◆ **Activity**
Would you filter these records and copy every line that has the word "MemoryCatalog"?

Information supplied: Begin

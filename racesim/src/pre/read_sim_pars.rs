use crate::core::driver::DriverProfile;
use crate::core::lobby::Participant;
use crate::core::track::TrackPars;
use crate::core::vehicle::VehiclePars;
use crate::interfaces::catalog::MemoryCatalog;
use crate::interfaces::profile_store::MemoryProfileStore;
use crate::pre::sim_constants::SimConstants;
use anyhow::Context;
use serde::de::DeserializeOwned;
use serde::Deserialize;
use std::fs::OpenOptions;
use std::path::Path;

/// * `tot_no_laps` - Number of laps of the race
/// * `seed` - Base seed of the incident model, participant i races with `seed + i`
/// * `track_id` - Track the race takes place on
/// * `participants` - One participant for a solo race, at least two for a lobby race
#[derive(Debug, Deserialize, Clone)]
pub struct RacePars {
    #[serde(rename = "laps")]
    pub tot_no_laps: u32,
    #[serde(default = "default_seed")]
    pub seed: u64,
    pub track_id: String,
    pub participants: Vec<Participant>,
}

fn default_seed() -> u64 {
    42
}

/// SimPars is used to store all other parameter structs.
#[derive(Debug, Deserialize, Clone)]
pub struct SimPars {
    pub race_pars: RacePars,
    #[serde(rename = "tracks")]
    pub track_pars_all: Vec<TrackPars>,
    #[serde(rename = "vehicles")]
    pub vehicle_pars_all: Vec<VehiclePars>,
    #[serde(rename = "drivers", default)]
    pub driver_profiles: Vec<DriverProfile>,
}

impl SimPars {
    pub fn catalog(&self) -> MemoryCatalog {
        MemoryCatalog::new(&self.vehicle_pars_all, &self.track_pars_all)
    }

    pub fn profile_store(&self) -> MemoryProfileStore {
        MemoryProfileStore::new(self.driver_profiles.to_owned())
    }
}

fn read_json<T: DeserializeOwned>(filepath: &Path, what: &str) -> anyhow::Result<T> {
    let fh = OpenOptions::new()
        .read(true)
        .open(filepath)
        .with_context(|| format!("Failed to open {} file {}!", what, filepath.display()))?;
    let pars = serde_json::from_reader(&fh)
        .with_context(|| format!("Failed to parse {} file {}!", what, filepath.display()))?;
    Ok(pars)
}

/// read_sim_pars reads the JSON file and decodes the JSON string into the simulation parameters
/// struct.
pub fn read_sim_pars(filepath: &Path) -> anyhow::Result<SimPars> {
    read_json(filepath, "parameter")
}

/// Read simulation constants (physics/progression parameters) from a JSON file and validate
/// them.
pub fn read_sim_constants(filepath: &Path) -> anyhow::Result<SimConstants> {
    let sim_consts: SimConstants = read_json(filepath, "simulation constants")?;
    sim_consts.validate()?;
    Ok(sim_consts)
}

Information supplied: End

◆ **Answer space**
use crate::interfaces::catalog::MemoryCatalog;
    pub fn catalog(&self) -> MemoryCatalog {
        MemoryCatalog::new(&self.vehicle_pars_all, &self.track_pars_all)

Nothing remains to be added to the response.